(Task):
The line containing "after the current" marks the end: output every line of the data up to it, and that line too, exactly as written.

Stored data entries:
=== Begin Enclosure ===

//! Frame scheduler: presents the timing groups of one stimulus at their
//! intended durations on a dedicated worker thread.
//!
//! The next group is rendered into the back buffer right after the current
//! one is shown, so only `present()` sits between the end of a wait and the
//! moment a group becomes visible.

use std::sync::Arc;
use std::sync::atomic::{AtomicBool, AtomicU8, Ordering};
use std::thread::JoinHandle;

use stimex_core::{
    Device, Display, ErrorSink, EventKind, EventSender, InputPoll, PresentationEvent,
    RuntimeConfig, RuntimeContext, ScreenId, Shared, StimulusId, TimerType, TimingElement,
};
use stimex_timing::{
    CalibrationStats, Clock, FrameTimes, MonotonicClock, WaitConfig, WaitLock, WaitOutcome, Waker,
};

use crate::error::{PresentError, Result};
use crate::vsync::{FixedRateSync, VerticalSync};

#[repr(u8)]
#[derive(Debug, Clone, Copy, PartialEq, Eq)]
pub enum SchedulerState {
    Idle = 0,
    Priming = 1,
    Running = 2,
    Advancing = 3,
    Finishing = 4,
}

impl SchedulerState {
    fn from_u8(v: u8) -> Self {
        match v {
            1 => SchedulerState::Priming,
            2 => SchedulerState::Running,
            3 => SchedulerState::Advancing,
            4 => SchedulerState::Finishing,
            _ => SchedulerState::Idle,
        }
    }
}

#[derive(Debug, Clone, Copy, PartialEq)]
pub struct SchedulerConfig {
    pub screen: ScreenId,
    pub wait: WaitConfig,
    pub record_presentations: bool,
}

impl SchedulerConfig {
    pub fn from_runtime(config: &RuntimeConfig) -> Self {
        Self {
            screen: config.screen,
            wait: WaitConfig::from_millis(config.sleep_bound_ms, config.yield_bound_ms),
            record_presentations: config.record_presentations,
        }
    }
}

impl Default for SchedulerConfig {
    fn default() -> Self {
        Self::from_runtime(&RuntimeConfig::default())
    }
}

/// One presentation as seen by the scheduler.
#[derive(Debug, Clone, Copy, PartialEq, Eq)]
pub struct PresentationRecord {
    pub group: usize,
    pub frame: u32,
    pub shown_at: u64,
}

/// What a finished session reports back to the control thread.
#[derive(Debug, Clone)]
pub struct SessionSummary {
    pub stimulus: StimulusId,
    pub presentations: u64,
    /// Completed passes through `frames_per_cycle` frames.
    pub cycles: u64,
    pub start_time: Option<u64>,
    pub last_shown: Option<u64>,
    pub frame_stats: CalibrationStats,
    /// Filled only with `record_presentations`.
    pub records: Vec<PresentationRecord>,
}

/// Scheduler for one stimulus on one device. Consumed by [`FrameScheduler::start`].
pub struct FrameScheduler<D, V, S = FixedRateSync, C = MonotonicClock>
where
    D: Display,
    V: Device<Surface = D::Surface>,
    S: VerticalSync,
    C: Clock,
{
    stimulus: StimulusId,
    display: Shared<D>,
    device: Shared<V>,
    vsync: S,
    clock: C,
    input: Option<Box<dyn InputPoll>>,
    events: Option<EventSender>,
    errors: Arc<dyn ErrorSink>,
    config: SchedulerConfig,
}

impl<D, V> FrameScheduler<D, V>
where
    D: Display + 'static,
    V: Device<Surface = D::Surface> + 'static,
{
    /// Looks `stimulus` up in the runtime registry.
    pub fn new(ctx: &RuntimeContext<D>, stimulus: StimulusId, device: Shared<V>) -> Result<Self> {
        let display = ctx.display(stimulus)?;
        let config = ctx.config();
        Ok(Self {
            stimulus,
            display,
            device,
            vsync: FixedRateSync::new(config.refresh_period_nanos()),
            clock: MonotonicClock::new(),
            input: None,
            events: None,
            errors: ctx.error_sink(),
            config: SchedulerConfig::from_runtime(config),
        })
    }
}

impl<D, V, S, C> FrameScheduler<D, V, S, C>
where
    D: Display + 'static,
    V: Device<Surface = D::Surface> + 'static,
    S: VerticalSync + 'static,
    C: Clock,
{
    pub fn with_vsync<S2: VerticalSync>(self, vsync: S2) -> FrameScheduler<D, V, S2, C> {
        FrameScheduler {
            stimulus: self.stimulus,
            display: self.display,
            device: self.device,
            vsync,
            clock: self.clock,
            input: self.input,
            events: self.events,
            errors: self.errors,
            config: self.config,
        }
    }

    /// Presentation timestamps are taken from `clock`.
    pub fn with_clock<C2: Clock>(self, clock: C2) -> FrameScheduler<D, V, S, C2> {
        FrameScheduler {
            stimulus: self.stimulus,
            display: self.display,
            device: self.device,
            vsync: self.vsync,
            clock,
            input: self.input,
            events: self.events,
            errors: self.errors,
            config: self.config,
        }
    }

    pub fn with_input(mut self, input: Box<dyn InputPoll>) -> Self {
        self.input = Some(input);
        self
    }

    pub fn with_events(mut self, events: EventSender) -> Self {
        self.events = Some(events);
        self
    }

    pub fn with_config(mut self, config: SchedulerConfig) -> Self {
        self.config = config;
        self
    }

    /// Spawns the worker and starts presenting group 0 immediately.
    pub fn start(self) -> Result<SchedulerHandle> {
        let playing = Arc::new(AtomicBool::new(true));
        let state = Arc::new(AtomicU8::new(SchedulerState::Idle as u8));
        let lock = WaitLock::new(self.clock, self.config.wait);
        let waker = lock.waker();
        let stimulus = self.stimulus;

        let session = Session {
            stimulus,
            display: self.display,
            device: self.device,
            vsync: self.vsync,
            lock,
            input: self.input,
            events: self.events,
            errors: self.errors,
            screen: self.config.screen,
            record: self.config.record_presentations,
            playing: Arc::clone(&playing),
            state: Arc::clone(&state),
            frame: 0,
            frame_increment: 1,
            frames_per_cycle: 1,
            group: 0,
            last_group: 0,
            timing: TimingElement::default(),
            shown_timer: TimerType::empty(),
            sync_to_vb: false,
            next_show: 0,
            start_time: None,
            last_shown: None,
            presentations: 0,
            cycles: 0,
            frame_times: FrameTimes::default(),
            records: Vec::new(),
        };

        let thread = std::thread::Builder::new()
            .name(format!("frame-scheduler-{}", stimulus.0))
            .spawn(move || session.run())?;

        tracing::debug!("frame scheduler for {} started", stimulus);
        Ok(SchedulerHandle {
            stimulus,
            playing,
            state,
            waker,
            thread: Some(thread),
        })
    }
}

/// Control-thread side of a running session.
///
/// Dropping the handle stops the session and joins the worker.
pub struct SchedulerHandle {
    stimulus: StimulusId,
    playing: Arc<AtomicBool>,
    state: Arc<AtomicU8>,
    waker: Waker,
    thread: Option<JoinHandle<SessionSummary>>,
}

impl SchedulerHandle {
    pub fn stimulus(&self) -> StimulusId {
        self.stimulus
    }

    pub fn is_playing(&self) -> bool {
        self.playing.load(Ordering::Acquire)
    }

    pub fn state(&self) -> SchedulerState {
        SchedulerState::from_u8(self.state.load(Ordering::Acquire))
    }

    pub fn is_finished(&self) -> bool {
        self.thread.as_ref().is_none_or(|t| t.is_finished())
    }

    /// Cancels the session. No frame is presented after the worker observes
    /// the cleared flag.
    pub fn stop(mut self) -> Result<SessionSummary> {
        self.cancel();
        self.join_worker()
    }

    /// Waits for the session to end on its own (END_OF_MEDIA).
    pub fn join(mut self) -> Result<SessionSummary> {
        self.join_worker()
    }

    fn cancel(&self) {
        self.playing.store(false, Ordering::Release);
        self.waker.wake();
    }

    fn join_worker(&mut self) -> Result<SessionSummary> {
        let thread = self
            .thread
            .take()
            .ok_or_else(|| PresentError::WorkerPanicked(self.stimulus.to_string()))?;
        thread
            .join()
            .map_err(|_| PresentError::WorkerPanicked(self.stimulus.to_string()))
    }
}

impl Drop for SchedulerHandle {
    fn drop(&mut self) {
        if self.thread.is_some() {
            self.cancel();
            if self.join_worker().is_err() {
                tracing::error!("frame scheduler for {} panicked", self.stimulus);
            }
        }
    }
}

struct Session<D, V, S, C>
where
    D: Display,
    V: Device<Surface = D::Surface>,
    S: VerticalSync,
    C: Clock,
{
    stimulus: StimulusId,
    display: Shared<D>,
    device: Shared<V>,
    vsync: S,
    lock: WaitLock<C>,
    input: Option<Box<dyn InputPoll>>,
    events: Option<EventSender>,
    errors: Arc<dyn ErrorSink>,
    screen: ScreenId,
    record: bool,

    playing: Arc<AtomicBool>,
    state: Arc<AtomicU8>,

    frame: u32,
    frame_increment: u32,
    frames_per_cycle: u32,
    group: usize,
    last_group: usize,
    timing: TimingElement,
    /// Timer type of the group currently visible.
    shown_timer: TimerType,
    sync_to_vb: bool,
    next_show: u64,

    start_time: Option<u64>,
    last_shown: Option<u64>,
    presentations: u64,
    cycles: u64,
    frame_times: FrameTimes,
    records: Vec<PresentationRecord>,
}

impl<D, V, S, C> Session<D, V, S, C>
where
    D: Display,
    V: Device<Surface = D::Surface>,
    S: VerticalSync,
    C: Clock,
{
    fn run(mut self) -> SessionSummary {
        self.enter(SchedulerState::Priming);
        self.prime();
        self.enter(SchedulerState::Running);

        while self.playing() {
            if self.wait_next() == WaitOutcome::Woken || !self.playing() {
                break;
            }
            if self.sync_to_vb && self.vsync.wait_for_blank(&self.lock).is_none() {
                break;
            }
            if !self.playing() {
                break;
            }

            let shown_at = self.show();
            self.enter(SchedulerState::Advancing);
            self.advance(shown_at);
            if self.playing() {
                self.enter(SchedulerState::Running);
            }
        }

        self.enter(SchedulerState::Finishing);
        let summary = SessionSummary {
            stimulus: self.stimulus,
            presentations: self.presentations,
            cycles: self.cycles,
            start_time: self.start_time,
            last_shown: self.last_shown,
            frame_stats: self.frame_times.calibration_stats(),
            records: std::mem::take(&mut self.records),
        };
        tracing::info!(
            "frame scheduler for {} finished: {} presentations, {} cycles, {:.3} ms mean interval",
            self.stimulus,
            summary.presentations,
            summary.cycles,
            summary.frame_stats.average_frame_time_ns / 1_000_000.0
        );
        self.enter(SchedulerState::Idle);
        summary
    }

    fn playing(&self) -> bool {
        self.playing.load(Ordering::Acquire)
    }

    fn enter(&self, state: SchedulerState) {
        tracing::trace!("{}: {:?}", self.stimulus, state);
        self.state.store(state as u8, Ordering::Release);
    }

    fn prime(&mut self) {
        self.device.lock().select_screen(self.screen);
        {
            let mut display = self.display.lock();
            display.clear_active_group();
            display.compute_frame(0);
            self.frame_increment = display.frame_increment();
            self.frames_per_cycle = display.frames_per_cycle().max(1);
            self.last_group = display.last_group_index();
        }
        self.frame = 0;
        self.group = 0;
        self.prepare_group();
        self.next_show = 0;
    }

    /// Renders the current group into the back buffer and loads its timing.
    fn prepare_group(&mut self) {
        let mut display = self.display.lock();
        self.device
            .lock()
            .acquire_surface(|surface| display.render_active_group(surface, true));
        self.timing = display.timing_of(self.group);
        self.sync_to_vb = self.timing.timer_type.is_vsync();
    }

    fn wait_next(&mut self) -> WaitOutcome {
        let timer = self.shown_timer;
        let outcome = match self.input.as_mut() {
            Some(input) if timer.is_response_driven() => {
                self.lock.wait_for(self.next_show, || input.poll(timer))
            }
            _ => self.lock.wait_until(self.next_show),
        };
        if outcome == WaitOutcome::Polled {
            tracing::debug!("{}: group {} ended by response", self.stimulus, self.group);
        }
        outcome
    }

    fn show(&mut self) -> u64 {
        if let Err(e) = self.device.lock().present() {
            self.errors.report(&e);
        }
        let shown_at = self.lock.now();
        self.shown_timer = self.timing.timer_type;

        if self.start_time.is_none() {
            self.start_time = Some(shown_at);
        }
        if let Some(prev) = self.last_shown {
            self.frame_times
                .record_frame(std::time::Duration::from_nanos(shown_at.saturating_sub(prev)));
        }
        self.last_shown = Some(shown_at);
        self.presentations += 1;
        if self.record {
            self.records.push(PresentationRecord {
                group: self.group,
                frame: self.frame,
                shown_at,
            });
        }
        shown_at
    }

    fn advance(&mut self, shown_at: u64) {
        let duration = self.timing.duration_nanos().unwrap_or_else(|e| {
            self.errors.report(&e);
            0
        });
        self.next_show = shown_at.saturating_add(duration);

        if self.group >= self.last_group {
            {
                let mut display = self.display.lock();
                if display.is_adjustable() {
                    display.recompute_geometry();
                    display.recompute_timing();
                    display.recompute_colors();
                    self.last_group = display.last_group_index();
                }
            }

            self.frame = self.frame.saturating_add(self.frame_increment);
            if self.frame >= self.frames_per_cycle {
                self.frame = 0;
                self.cycles += 1;
                let timer = self.timing.timer_type;
                if timer.is_end_of_media() {
                    self.emit(EventKind::CloseMedia, shown_at);
                    self.playing.store(false, Ordering::Release);
                } else if timer.is_sync_to_media() {
                    self.emit(EventKind::SyncMedia, shown_at);
                }
            }

            if self.playing() {
                let mut display = self.display.lock();
                display.compute_frame(self.frame);
                display.clear_active_group();
                self.group = 0;
            }
        } else {
            self.group += 1;
            self.display.lock().advance_to_next_group();
        }

        if self.playing() {
            self.prepare_group();
        }
    }

    fn emit(&self, kind: EventKind, shown_at: u64) {
        let event = PresentationEvent {
            source: self.stimulus,
            kind,
            elapsed_nanos: shown_at - self.start_time.unwrap_or(shown_at),
            timestamp_nanos: shown_at,
        };
        tracing::debug!("{}: {:?} after {} ns", self.stimulus, kind, event.elapsed_nanos);
        if let Some(events) = &self.events {
            if events.send(event).is_err() {
                tracing::trace!("{}: event listener gone", self.stimulus);
            }
        }
    }
}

=== End Enclosure ===

(Reply to the task):
//! Frame scheduler: presents the timing groups of one stimulus at their
//! intended durations on a dedicated worker thread.
//!
//! The next group is rendered into the back buffer right after the current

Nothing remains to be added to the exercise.